Gramsci and Braudel rarely move in sync: One waits for the crisis of ideology; the other watches for reorganization in life’s scaffolding. But when both register signs of strain — when legitimacy breaks down and daily routines are quietly rearranged — the convergence is significant. It doesn’t guarantee that we are on the verge of a structural transformation, however. Braudel might note that though many patterns suggest structural change, much of the longue durée still appears intact. He would be quite intrigued, but not yet persuaded, that long-term structural change is taking place. Gramsci, by contrast, would see in the cultural fragmentation and institutional instability clear signs of a new hegemony being born.

Thus, our analysis using Braudel and Gramsci’s models is instructive, but inconclusive. Since change may arrive in many ways, it is worth drawing on historical precedent — particularly periods of rapid change in the longue durée — to help fill out the picture of structural transformation sketched so far.

LESSONS FROM HISTORY

Structural transformations do not merely introduce new tools or industries; they reverse social truths, reorder time, and redefine the state’s fundamental role. Among the many possible examples, two stand out as the clearest and best-documented cases of deep structural change within a single human lifetime: the aftermath of the Black Death in 14th-century England and most of Western Europe, and the Second Industrial Revolution of the late 19th and early 20th centuries. They illuminate a kind of transformation beyond mere disruption, reaching into the deepest rhythms of social, economic, and political life and fundamentally changing the structure of the typical person’s day-to-day experience.
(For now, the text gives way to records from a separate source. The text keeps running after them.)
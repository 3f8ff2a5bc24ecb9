//! Dependency ordering of a computed closure.

use std::collections::{BTreeMap, BTreeSet};

use keel_store::PathInfo;
use keel_types::StorePath;

use crate::error::{ClosureError, ClosureResult};

/// Order a closure so every path comes after all the paths it references.
///
/// Uses Kahn's algorithm. Only edges inside `infos` count and
/// self-references are ignored. Among paths that are ready at the same
/// time the smaller base name goes first, so the output is deterministic.
pub fn topological_order(infos: &BTreeMap<StorePath, PathInfo>) -> ClosureResult<Vec<StorePath>> {
    // Number of unplaced references per path.
    let mut pending: BTreeMap<&StorePath, usize> = BTreeMap::new();
    // Reverse edges: reference -> paths referencing it.
    let mut dependents: BTreeMap<&StorePath, Vec<&StorePath>> = BTreeMap::new();

    for (path, info) in infos {
        let refs = info
            .references()
            .iter()
            .filter(|r| *r != path && infos.contains_key(*r));
        let mut count = 0;
        for r in refs {
            dependents.entry(r).or_default().push(path);
            count += 1;
        }
        pending.insert(path, count);
    }

    let mut ready: BTreeSet<&StorePath> = pending
        .iter()
        .filter(|(_, &count)| count == 0)
        .map(|(&path, _)| path)
        .collect();
    let mut order = Vec::with_capacity(infos.len());

    while let Some(path) = ready.pop_first() {
        order.push(path.clone());
        for &dependent in dependents.get(path).into_iter().flatten() {
            if let Some(count) = pending.get_mut(dependent) {
                *count -= 1;
                if *count == 0 {
                    ready.insert(dependent);
                }
            }
        }
    }

    if order.len() < infos.len() {
        let stuck = pending
            .into_iter()
            .find(|(_, count)| *count > 0)
            .map(|(path, _)| path.clone());
        if let Some(path) = stuck {
            return Err(ClosureError::CycleDetected(path));
        }
    }

    Ok(order)
}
The Black Death shattered a core assumption of medieval European society: that labor was immobile, hereditary, and perpetually tied to land — the major source of wealth. For centuries, serfdom had underwritten the social order. Armies, courts, churches, tax systems, and markets all relied on the idea that the vast majority of people would remain bound to their place and station. Serfs could not leave the land as a matter of law; peasants rarely did because few real opportunities existed.

When the plague wiped out 30% to 50% of England’s population, this foundation collapsed. The ruling class attempted to enforce the old world through laws like the Statute of Laborers of 1351, which sought to freeze wages in nearly all professions and imprison anyone who tried to switch jobs. But enforcement failed. Eventually, wages rose, migration surged, and feudalism crumbled in England — not by revolution, but by the extinction of the conditions that had once supported serfdom.

Meanwhile, new technologies like windmills, padded horse collars, and improved looms — combined with a growing wool trade — began to create wealth in ways other than land ownership. Serfdom continued as a matter of law in many places but was crippled in England and Western Europe. Truths that had once defined the logic of society — that labor must be fixed and servile, and that capital consists mainly of land — were reversed.

Foucault might interpret these as ruptures in the episteme — moments when the organizing structures of knowledge and governance are fundamentally redefined. The Black Death didn’t just upend feudal labor arrangements; it rendered imaginable the very idea of labor as mobile, transactional, and personal.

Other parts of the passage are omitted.